At that point, Jeff decided to end his employment with defendant.
¶7 The school principal, Anne Huff, testified that she had a conversation with both
children. B.L. alluded to defendant “snuggling” with her. When Huff asked S.M.
who babysat her, S.M. named defendant. Huff then asked S.M. if she felt safe with
defendant. S.M. replied, “not when he touches me down there,” pointing to her
vagina. When asked how many times defendant touched her there, S.M. replied
five times. When asked whether there were any other times she did not feel safe,
S.M. said she did not like to wake defendant because he would get angry.

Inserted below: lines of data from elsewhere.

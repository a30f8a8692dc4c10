use std::collections::BTreeMap;
use std::time::Instant;

/// Classification scores keyed by name, in a stable order.
pub type MetricMap = BTreeMap<String, f64>;

#[derive(Debug, Clone, Copy, Default)]
struct ClassCounts {
    true_positive: usize,
    false_positive: usize,
    false_negative: usize,
}

/// Accuracy and micro/macro precision, recall and F1 over `num_labels`
/// classes, plus the sample count. Classes absent from both predictions
/// and labels are left out of the macro averages.
pub fn classification_metrics(predictions: &[u32], labels: &[u32], num_labels: usize) -> MetricMap {
    let mut counts = vec![ClassCounts::default(); num_labels];
    let mut correct = 0usize;
    for (&pred, &label) in predictions.iter().zip(labels) {
        if pred == label {
            correct += 1;
            if let Some(class) = counts.get_mut(label as usize) {
                class.true_positive += 1;
            }
        } else {
            if let Some(class) = counts.get_mut(pred as usize) {
                class.false_positive += 1;
            }
            if let Some(class) = counts.get_mut(label as usize) {
                class.false_negative += 1;
            }
        }
    }

    let total = predictions.len().min(labels.len());
    let accuracy = ratio(correct, total);

    let (tp, fp, fn_) = counts.iter().fold((0, 0, 0), |acc, class| {
        (
            acc.0 + class.true_positive,
            acc.1 + class.false_positive,
            acc.2 + class.false_negative,
        )
    });
    let precision_micro = ratio(tp, tp + fp);
    let recall_micro = ratio(tp, tp + fn_);
    let f1_micro = f1(precision_micro, recall_micro);

    let present: Vec<&ClassCounts> = counts
        .iter()
        .filter(|class| class.true_positive + class.false_positive + class.false_negative > 0)
        .collect();
    let (mut precision_macro, mut recall_macro, mut f1_macro) = (0.0, 0.0, 0.0);
    for class in &present {
        let precision = ratio(class.true_positive, class.true_positive + class.false_positive);
        let recall = ratio(class.true_positive, class.true_positive + class.false_negative);
        precision_macro += precision;
        recall_macro += recall;
        f1_macro += f1(precision, recall);
    }
    if !present.is_empty() {
        let n = present.len() as f64;
        precision_macro /= n;
        recall_macro /= n;
        f1_macro /= n;
    }

    MetricMap::from([
        ("accuracy".to_string(), accuracy),
        ("f1_micro".to_string(), f1_micro),
        ("precision_micro".to_string(), precision_micro),
        ("recall_micro".to_string(), recall_micro),
        ("f1_macro".to_string(), f1_macro),
        ("precision_macro".to_string(), precision_macro),
        ("recall_macro".to_string(), recall_macro),
        ("nb_samples".to_string(), total as f64),
    ])
}

fn ratio(numerator: usize, denominator: usize) -> f64 {
    if denominator == 0 {
        0.0
    } else {
        numerator as f64 / denominator as f64
    }
}

fn f1(precision: f64, recall: f64) -> f64 {
    if precision + recall == 0.0 {
        0.0
    } else {
        2.0 * precision * recall / (precision + recall)
    }
}

/// Index of the largest logit per row.
pub fn argmax_rows(logits: &[Vec<f32>]) -> Vec<u32> {
    logits
        .iter()
        .map(|row| {
            row.iter()
                .enumerate()
                .fold((0usize, f32::NEG_INFINITY), |best, (index, &value)| {
                    if value > best.1 {
                        (index, value)
                    } else {
                        best
                    }
                })
                .0 as u32
        })
        .collect()
}

/// Running training loss between two log points.
#[derive(Debug)]
pub struct LossTracker {
    total: f64,
    steps: usize,
    started: Instant,
}

impl Default for LossTracker {
    fn default() -> Self {
        Self {
            total: 0.0,
            steps: 0,
            started: Instant::now(),
        }
    }
}

impl LossTracker {
    pub fn record(&mut self, loss: f64) {
        self.total += loss;
        self.steps += 1;
    }

    pub fn average(&self) -> Option<f64> {
        (self.steps > 0).then(|| self.total / self.steps as f64)
    }

    pub fn steps_per_sec(&self) -> f64 {
        let elapsed = self.started.elapsed().as_secs_f64();
        if elapsed > 0.0 {
            self.steps as f64 / elapsed
        } else {
            0.0
        }
    }

    pub fn reset(&mut self) {
        *self = Self::default();
    }
}
use crate::errors::{Error, Result};
use crate::segment::{Dictionary, DictionarySegmenter, SegmenterKind};
use crate::special::default_special_tokens;
use crate::vocab::VocabLimit;
use serde::{Deserialize, Serialize};
use std::collections::HashSet;
use std::fs;
use std::path::{Path, PathBuf};

/// Inputs and cutoff of a vocabulary build.
#[derive(Debug, Clone, Serialize, Deserialize)]
pub struct VocabConfig {
    pub inputs: Vec<PathBuf>,
    #[serde(default = "default_special_tokens")]
    pub special_tokens: Vec<String>,
    #[serde(default)]
    pub vocab_size: Option<usize>,
    #[serde(default)]
    pub min_frequency: Option<u64>,
    #[serde(default)]
    pub engine: SegmenterKind,
    /// Word list for the segmenter; one word per line.
    #[serde(default)]
    pub dictionary: Option<PathBuf>,
    pub output: PathBuf,
    #[serde(default)]
    pub manifest: Option<PathBuf>,
    #[serde(default = "default_progress")]
    pub progress: bool,
}

fn default_progress() -> bool {
    true
}

impl VocabConfig {
    pub fn new(inputs: Vec<PathBuf>, output: PathBuf) -> Self {
        Self {
            inputs,
            special_tokens: default_special_tokens(),
            vocab_size: None,
            min_frequency: None,
            engine: SegmenterKind::default(),
            dictionary: None,
            output,
            manifest: None,
            progress: default_progress(),
        }
    }

    /// Loads a TOML or JSON file; relative paths resolve against the file's
    /// directory. Callers validate once any overrides are applied.
    pub fn from_path(path: impl AsRef<Path>) -> Result<Self> {
        let path = path.as_ref();
        let contents = fs::read_to_string(path)?;
        let mut config: VocabConfig = match path.extension().and_then(|ext| ext.to_str()) {
            Some("json") => serde_json::from_str(&contents)?,
            Some("toml") | Some("tml") | None => toml::from_str(&contents)?,
            Some(other) => {
                return Err(Error::Validation(format!(
                    "unsupported configuration extension '{other}'"
                )));
            }
        };

        let base_dir = path.parent().unwrap_or_else(|| Path::new("."));
        config.apply_base_path(base_dir);
        Ok(config)
    }

    pub fn validate(&self) -> Result<()> {
        let mut errors = Vec::new();

        if self.inputs.is_empty() {
            errors.push("inputs must not be empty".to_string());
        }
        for input in &self.inputs {
            if !input.is_file() {
                errors.push(format!("input file {} does not exist", input.display()));
            }
        }

        let mut seen = HashSet::new();
        for token in &self.special_tokens {
            if !seen.insert(token) {
                errors.push(format!("special token '{token}' appears multiple times"));
            }
        }

        match &self.dictionary {
            Some(dictionary) if !dictionary.is_file() => {
                errors.push(format!("dictionary {} does not exist", dictionary.display()));
            }
            Some(_) => {}
            None => errors.push(format!(
                "dictionary is required for the {} engine",
                self.engine.as_str()
            )),
        }

        if self.output.as_os_str().is_empty() {
            errors.push("output must not be empty".to_string());
        }

        if let Err(err) = self.limit() {
            errors.push(err.to_string());
        }

        if errors.is_empty() {
            Ok(())
        } else {
            Err(Error::Validation(errors.join("; ")))
        }
    }

    pub fn limit(&self) -> Result<VocabLimit> {
        VocabLimit::from_options(self.vocab_size, self.min_frequency)
    }

    pub fn build_segmenter(&self) -> Result<DictionarySegmenter> {
        let path = self
            .dictionary
            .as_ref()
            .ok_or(Error::InvalidConfig("a segmentation dictionary is required"))?;
        Ok(DictionarySegmenter::new(self.engine, Dictionary::from_file(path)?))
    }

    fn apply_base_path(&mut self, base: &Path) {
        for input in &mut self.inputs {
            absolutize_in_place(input, base);
        }
        absolutize_in_place(&mut self.output, base);
        for path in [self.dictionary.as_mut(), self.manifest.as_mut()]
            .into_iter()
            .flatten()
        {
            absolutize_in_place(path, base);
        }
    }
}

fn absolutize_in_place(path: &mut PathBuf, base: &Path) {
    if path.is_relative() {
        *path = base.join(&*path);
    }
}

#[cfg(test)]
mod tests {
    use super::*;
    use crate::segment::Segmenter;
    use std::fs;

    #[test]
    fn resolves_relative_paths_against_config_dir() {
        let dir = tempfile::tempdir().unwrap();
        fs::write(dir.path().join("corpus.txt"), "สวัสดี\n").unwrap();
        let config_path = dir.path().join("vocab.toml");
        fs::write(
            &config_path,
            "inputs = [\"corpus.txt\"]\noutput = \"out/newmm.json\"\nmin_frequency = 2\nengine = \"syllable\"\n",
        )
        .unwrap();

        let config = VocabConfig::from_path(&config_path).unwrap();
        assert_eq!(config.inputs, vec![dir.path().join("corpus.txt")]);
        assert_eq!(config.output, dir.path().join("out/newmm.json"));
        assert_eq!(config.engine, SegmenterKind::Syllable);
        assert_eq!(config.special_tokens, default_special_tokens());
        assert_eq!(config.limit().unwrap(), VocabLimit::MinFrequency(2));
        assert!(config.progress);
    }

    #[test]
    fn rejects_both_cutoffs_and_missing_inputs() {
        let mut config = VocabConfig::new(vec![PathBuf::from("/nonexistent/corpus.txt")], "v.json".into());
        config.vocab_size = Some(10);
        config.min_frequency = Some(2);

        let err = config.validate().unwrap_err().to_string();
        assert!(err.contains("does not exist"), "{err}");
        assert!(err.contains("use only vocab_min_freq or vocab_size"), "{err}");
    }

    #[test]
    fn requires_a_dictionary() {
        let dir = tempfile::tempdir().unwrap();
        let corpus = dir.path().join("corpus.txt");
        fs::write(&corpus, "สวัสดี\n").unwrap();
        let mut config = VocabConfig::new(vec![corpus], dir.path().join("v.json"));

        let err = config.validate().unwrap_err().to_string();
        assert!(err.contains("dictionary is required"), "{err}");
        assert!(matches!(config.build_segmenter(), Err(Error::InvalidConfig(_))));

        let words = dir.path().join("words.txt");
        fs::write(&words, "สวัส\nดี\n").unwrap();
        config.dictionary = Some(words);
        config.validate().unwrap();
        assert_eq!(config.build_segmenter().unwrap().segment("สวัสดี"), vec!["สวัส", "ดี"]);
    }

    #[test]
    fn loading_defers_validation_until_overrides_apply() {
        let dir = tempfile::tempdir().unwrap();
        let config_path = dir.path().join("vocab.toml");
        fs::write(
            &config_path,
            "inputs = [\"missing.txt\"]\noutput = \"newmm.json\"\ndictionary = \"words.txt\"\n",
        )
        .unwrap();
        fs::write(dir.path().join("words.txt"), "ดี\n").unwrap();

        let mut config = VocabConfig::from_path(&config_path).unwrap();
        assert!(config.validate().is_err());

        let corpus = dir.path().join("corpus.txt");
        fs::write(&corpus, "ดี\n").unwrap();
        config.inputs = vec![corpus];
        config.validate().unwrap();
    }
}
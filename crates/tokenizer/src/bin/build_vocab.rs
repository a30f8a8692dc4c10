use std::path::PathBuf;

use clap::Parser;
use thai_tokenizer::{build_vocab, Error, SegmenterKind, VocabConfig};

fn main() {
    if let Err(err) = run() {
        eprintln!("vocabulary build failed: {}", err);
        std::process::exit(1);
    }
}

#[derive(Parser, Debug)]
#[command(author, version, about = "Build a word-level vocabulary from Thai text", long_about = None)]
struct Args {
    #[arg(short, long, value_name = "PATH", help = "Vocabulary build config (TOML or JSON)")]
    config: Option<PathBuf>,

    #[arg(short, long = "input", value_name = "PATH", help = "Text file to count, one sentence per line")]
    inputs: Vec<PathBuf>,

    #[arg(short, long, value_name = "PATH", help = "Where to write the vocabulary JSON")]
    output: Option<PathBuf>,

    #[arg(long, value_name = "ENGINE", help = "Segmentation engine: newmm or syllable")]
    engine: Option<SegmenterKind>,

    #[arg(
        long,
        value_name = "PATH",
        required_unless_present = "config",
        help = "Segmentation dictionary, one word per line"
    )]
    dictionary: Option<PathBuf>,

    #[arg(long, help = "Keep only the N most frequent tokens")]
    vocab_size: Option<usize>,

    #[arg(long, help = "Keep tokens seen at least this many times")]
    min_frequency: Option<u64>,

    #[arg(long = "special-token", value_name = "TOKEN", help = "Special token, in id order")]
    special_tokens: Vec<String>,

    #[arg(long, value_name = "PATH", help = "Write a manifest describing the build")]
    manifest: Option<PathBuf>,

    #[arg(long, help = "Disable the progress bar")]
    no_progress: bool,
}

fn run() -> Result<(), Error> {
    let args = Args::parse();

    let mut config = match args.config.as_ref() {
        Some(path) => VocabConfig::from_path(path)?,
        None => {
            let output = args
                .output
                .clone()
                .ok_or(Error::InvalidConfig("--output is required without --config"))?;
            VocabConfig::new(Vec::new(), output)
        }
    };
    apply_args(&mut config, args);

    let trainer = build_vocab(&config)?;
    let size = trainer.vocab().map_or(0, |vocab| vocab.len());
    println!("vocab size: {}", size);
    println!("vocabulary written to {}", config.output.display());
    if let Some(manifest) = config.manifest.as_ref() {
        println!("manifest written to {}", manifest.display());
    }
    Ok(())
}

/// Command-line values take precedence over the config file.
fn apply_args(config: &mut VocabConfig, args: Args) {
    if !args.inputs.is_empty() {
        config.inputs = args.inputs;
    }
    if let Some(output) = args.output {
        config.output = output;
    }
    if let Some(engine) = args.engine {
        config.engine = engine;
    }
    if args.dictionary.is_some() {
        config.dictionary = args.dictionary;
    }
    if args.vocab_size.is_some() {
        config.vocab_size = args.vocab_size;
    }
    if args.min_frequency.is_some() {
        config.min_frequency = args.min_frequency;
    }
    if !args.special_tokens.is_empty() {
        config.special_tokens = args.special_tokens;
    }
    if args.manifest.is_some() {
        config.manifest = args.manifest;
    }
    if args.no_progress {
        config.progress = false;
    }
}
use thiserror::Error;

#[derive(Error, Debug)]
pub enum FinetuneError {
    #[error("io error: {0}")]
    Io(#[from] std::io::Error),

    #[error("json error: {0}")]
    Json(#[from] serde_json::Error),

    #[error(transparent)]
    Tokenizer(#[from] thai_tokenizer::Error),

    #[error("candle error: {0}")]
    Candle(#[from] candle_core::Error),

    #[error("invalid configuration: {}", .0.join("; "))]
    Validation(Vec<String>),

    #[error("unsupported dataset `{0}`; expected one of `wisesight_sentiment`, `wongnai_reviews`, `generated_reviews_enth`")]
    UnsupportedDataset(String),

    #[error("dataset error: {0}")]
    Dataset(String),

    #[error("initialization failed: {0}")]
    Initialization(String),

    #[error("fine-tuning failed: {0}")]
    Runtime(String),
}

impl FinetuneError {
    pub fn initialization(message: impl Into<String>) -> Self {
        Self::Initialization(message.into())
    }

    pub fn runtime(message: impl Into<String>) -> Self {
        Self::Runtime(message.into())
    }

    pub fn dataset(message: impl Into<String>) -> Self {
        Self::Dataset(message.into())
    }
}

pub type Result<T> = std::result::Result<T, FinetuneError>;
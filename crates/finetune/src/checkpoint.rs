use std::{
    fs::{self, File},
    io::{Read, Write},
    path::{Path, PathBuf},
    time::{SystemTime, UNIX_EPOCH},
};

use hex::encode as hex_encode;
use serde::{Deserialize, Serialize};
use sha2::{Digest, Sha256};

use crate::{
    config::TrainingArguments,
    errors::{FinetuneError, Result},
    metrics::MetricMap,
    model::{LoadedModel, CONFIG_FILENAME, WEIGHTS_FILENAME},
};

pub const CHECKPOINT_VERSION: u32 = 1;
pub const CHECKPOINT_PREFIX: &str = "checkpoint-";
const TRAINING_ARGS_FILENAME: &str = "training_args.json";
const TRAINER_STATE_FILENAME: &str = "trainer_state.json";
const MANIFEST_FILENAME: &str = "manifest.json";

#[derive(Debug, Clone, Serialize, Deserialize)]
pub struct FileRecord {
    pub filename: String,
    pub sha256: String,
    pub bytes: u64,
}

/// Progress of a run, persisted with every checkpoint.
#[derive(Debug, Clone, Serialize, Deserialize, Default, PartialEq)]
pub struct TrainerState {
    pub global_step: usize,
    pub epoch: f64,
    pub max_steps: usize,
    pub best_metric: Option<f64>,
    pub best_model_checkpoint: Option<PathBuf>,
    /// Training and evaluation records, each carrying `step` and `epoch`.
    pub log_history: Vec<MetricMap>,
}

impl TrainerState {
    /// Records `value` when it beats the current best. Returns whether it did.
    pub fn update_best(&mut self, value: f64, greater_is_better: bool) -> bool {
        let improved = match self.best_metric {
            None => true,
            Some(best) if greater_is_better => value > best,
            Some(best) => value < best,
        };
        if improved {
            self.best_metric = Some(value);
        }
        improved
    }
}

#[derive(Debug, Clone, Serialize, Deserialize)]
pub struct CheckpointManifest {
    pub version: u32,
    pub created_unix_timestamp: u64,
    pub args_sha256: String,
    pub global_step: usize,
    pub model: FileRecord,
    pub config: FileRecord,
    pub training_args: FileRecord,
    pub trainer_state: FileRecord,
}

pub struct SaveRequest<'a> {
    pub output_dir: &'a Path,
    pub model: &'a LoadedModel,
    pub args: &'a TrainingArguments,
    pub state: &'a TrainerState,
}

#[derive(Debug, Clone)]
pub struct CheckpointDescriptor {
    pub directory: PathBuf,
    pub manifest: CheckpointManifest,
}

pub fn checkpoint_dir(output_dir: &Path, step: usize) -> PathBuf {
    output_dir.join(format!("{CHECKPOINT_PREFIX}{step}"))
}

pub fn save_checkpoint(request: SaveRequest<'_>) -> Result<CheckpointDescriptor> {
    let step = request.state.global_step;
    let directory = checkpoint_dir(request.output_dir, step);
    if directory.exists() {
        fs::remove_dir_all(&directory).map_err(|err| {
            FinetuneError::runtime(format!(
                "failed to remove existing checkpoint directory {}: {err}",
                directory.display()
            ))
        })?;
    }
    fs::create_dir_all(&directory).map_err(|err| {
        FinetuneError::runtime(format!(
            "failed to create checkpoint directory {}: {err}",
            directory.display()
        ))
    })?;

    let model_path = directory.join(WEIGHTS_FILENAME);
    request.model.save_weights(&model_path)?;
    let model_record = file_record(&model_path)?;

    let config_path = directory.join(CONFIG_FILENAME);
    let config_json = request
        .model
        .config
        .to_json_with_labels(request.model.model.num_labels())?;
    fs::write(&config_path, config_json).map_err(|err| {
        FinetuneError::runtime(format!("failed to write {}: {err}", config_path.display()))
    })?;
    let config_record = file_record(&config_path)?;

    let args_path = directory.join(TRAINING_ARGS_FILENAME);
    write_json(&args_path, request.args)?;
    let args_record = file_record(&args_path)?;

    let state_path = directory.join(TRAINER_STATE_FILENAME);
    write_json(&state_path, request.state)?;
    let state_record = file_record(&state_path)?;

    let manifest = CheckpointManifest {
        version: CHECKPOINT_VERSION,
        created_unix_timestamp: unix_timestamp(),
        args_sha256: args_record.sha256.clone(),
        global_step: step,
        model: model_record,
        config: config_record,
        training_args: args_record,
        trainer_state: state_record,
    };
    write_json(&directory.join(MANIFEST_FILENAME), &manifest)?;

    Ok(CheckpointDescriptor {
        directory,
        manifest,
    })
}

/// Reads the manifest and checks every recorded file against its hash.
pub fn verify_checkpoint(directory: &Path) -> Result<CheckpointManifest> {
    let manifest_path = directory.join(MANIFEST_FILENAME);
    if !manifest_path.is_file() {
        return Err(FinetuneError::runtime(format!(
            "checkpoint manifest not found at {}",
            manifest_path.display()
        )));
    }
    let manifest: CheckpointManifest = read_json(&manifest_path)?;
    if manifest.version != CHECKPOINT_VERSION {
        return Err(FinetuneError::runtime(format!(
            "unsupported checkpoint version {} (expected {})",
            manifest.version, CHECKPOINT_VERSION
        )));
    }
    for record in [
        &manifest.model,
        &manifest.config,
        &manifest.training_args,
        &manifest.trainer_state,
    ] {
        validate_file(&directory.join(&record.filename), &record.sha256)?;
    }
    Ok(manifest)
}

pub fn load_trainer_state(directory: &Path) -> Result<TrainerState> {
    read_json(&directory.join(TRAINER_STATE_FILENAME))
}

/// Checkpoint directories under `output_dir`, ordered by step.
pub fn list_checkpoints(output_dir: &Path) -> Result<Vec<(usize, PathBuf)>> {
    let mut found = Vec::new();
    if !output_dir.exists() {
        return Ok(found);
    }
    for entry in fs::read_dir(output_dir)? {
        let entry = entry?;
        if !entry.file_type()?.is_dir() {
            continue;
        }
        let name = entry.file_name();
        let step = name
            .to_str()
            .and_then(|name| name.strip_prefix(CHECKPOINT_PREFIX))
            .and_then(|step| step.parse::<usize>().ok());
        if let Some(step) = step {
            found.push((step, entry.path()));
        }
    }
    found.sort();
    Ok(found)
}

fn unix_timestamp() -> u64 {
    SystemTime::now()
        .duration_since(UNIX_EPOCH)
        .unwrap_or_default()
        .as_secs()
}

fn file_record(path: &Path) -> Result<FileRecord> {
    let sha256 = sha256_file(path)?;
    let bytes = path
        .metadata()
        .map_err(|err| {
            FinetuneError::runtime(format!(
                "failed to stat checkpoint file {}: {err}",
                path.display()
            ))
        })?
        .len();
    let filename = path
        .file_name()
        .and_then(|name| name.to_str())
        .ok_or_else(|| {
            FinetuneError::runtime(format!(
                "checkpoint file name is not valid UTF-8: {}",
                path.display()
            ))
        })?
        .to_string();
    Ok(FileRecord {
        filename,
        sha256,
        bytes,
    })
}

fn validate_file(path: &Path, expected_sha: &str) -> Result<()> {
    if sha256_file(path)? != expected_sha {
        return Err(FinetuneError::runtime(format!(
            "checkpoint file {} failed checksum validation",
            path.display()
        )));
    }
    Ok(())
}

fn sha256_file(path: &Path) -> Result<String> {
    let mut file = File::open(path).map_err(|err| {
        FinetuneError::runtime(format!("failed to open {}: {err}", path.display()))
    })?;
    let mut hasher = Sha256::new();
    let mut buffer = vec![0u8; 1024 * 1024];
    loop {
        let read = file.read(&mut buffer).map_err(|err| {
            FinetuneError::runtime(format!("failed to read {}: {err}", path.display()))
        })?;
        if read == 0 {
            break;
        }
        hasher.update(&buffer[..read]);
    }
    Ok(hex_encode(hasher.finalize()))
}

fn write_json<T: Serialize + ?Sized>(path: &Path, value: &T) -> Result<()> {
    let mut file = File::create(path).map_err(|err| {
        FinetuneError::runtime(format!("failed to create {}: {err}", path.display()))
    })?;
    let data = serde_json::to_vec_pretty(value)?;
    file.write_all(&data)
        .and_then(|_| file.write_all(b"\n"))
        .map_err(|err| {
            FinetuneError::runtime(format!("failed to write {}: {err}", path.display()))
        })
}

fn read_json<T: for<'de> Deserialize<'de>>(path: &Path) -> Result<T> {
    let file = File::open(path).map_err(|err| {
        FinetuneError::runtime(format!("failed to open {}: {err}", path.display()))
    })?;
    serde_json::from_reader(file).map_err(|err| {
        FinetuneError::runtime(format!("failed to parse JSON {}: {err}", path.display()))
    })
}

#[cfg(test)]
mod tests {
    use super::*;

    #[test]
    fn best_metric_respects_direction() {
        let mut state = TrainerState::default();
        assert!(state.update_best(0.8, false));
        assert!(!state.update_best(0.9, false));
        assert!(state.update_best(0.5, false));
        assert_eq!(state.best_metric, Some(0.5));

        let mut state = TrainerState::default();
        assert!(state.update_best(0.5, true));
        assert!(state.update_best(0.9, true));
        assert!(!state.update_best(0.9, true));
    }

    #[test]
    fn lists_checkpoints_by_step() {
        let dir = tempfile::tempdir().unwrap();
        for name in ["checkpoint-10", "checkpoint-2", "runs", "checkpoint-x"] {
            fs::create_dir(dir.path().join(name)).unwrap();
        }
        fs::write(dir.path().join("checkpoint-5"), b"not a dir").unwrap();

        let steps: Vec<usize> = list_checkpoints(dir.path())
            .unwrap()
            .into_iter()
            .map(|(step, _)| step)
            .collect();
        assert_eq!(steps, vec![2, 10]);
        assert_eq!(checkpoint_dir(dir.path(), 7), dir.path().join("checkpoint-7"));
    }

    #[test]
    fn detects_tampered_files() {
        let dir = tempfile::tempdir().unwrap();
        let path = dir.path().join("state.json");
        write_json(&path, &TrainerState::default()).unwrap();
        let record = file_record(&path).unwrap();
        validate_file(&path, &record.sha256).unwrap();

        fs::write(&path, b"{}").unwrap();
        assert!(validate_file(&path, &record.sha256).is_err());
    }
}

¶8 Detective Misty Marinier testified that she had been a detective with the Village
of Algonquin for four years. She had specific training and experience in
investigating child sexual abuse cases, including 40 hours of forensic interview
training. She had previously conducted about 20 to 25 of these types of interviews.
In December 2013, using the protocol she was taught in her training, Marinier
conducted a 34-minute recorded video interview with S.M. at the Child Advocacy
Center. The jury viewed the video recording.
¶9 In the interview, S.M. told Marinier that defendant touched her on her
“privates” and pointed to the vagina on a diagram depicting the female anatomy.
S.M. told her that the touching happened about two to five times in defendant’s
bedroom and that her clothes were “usually” on. The other children were at
defendant’s home during these incidents but were usually in the living room. S.M.
did not indicate that she was held down or grabbed at any point or that defendant
pulled down her pants. S.M. told Marinier that she was scared to talk about the
touching, but nobody had told her not to talk about it. Based on her training and
experience, Marinier stated that incremental disclosures are normal after children
are interviewed because they are more comfortable knowing the information is
already “out there” and that they are not going to get into trouble.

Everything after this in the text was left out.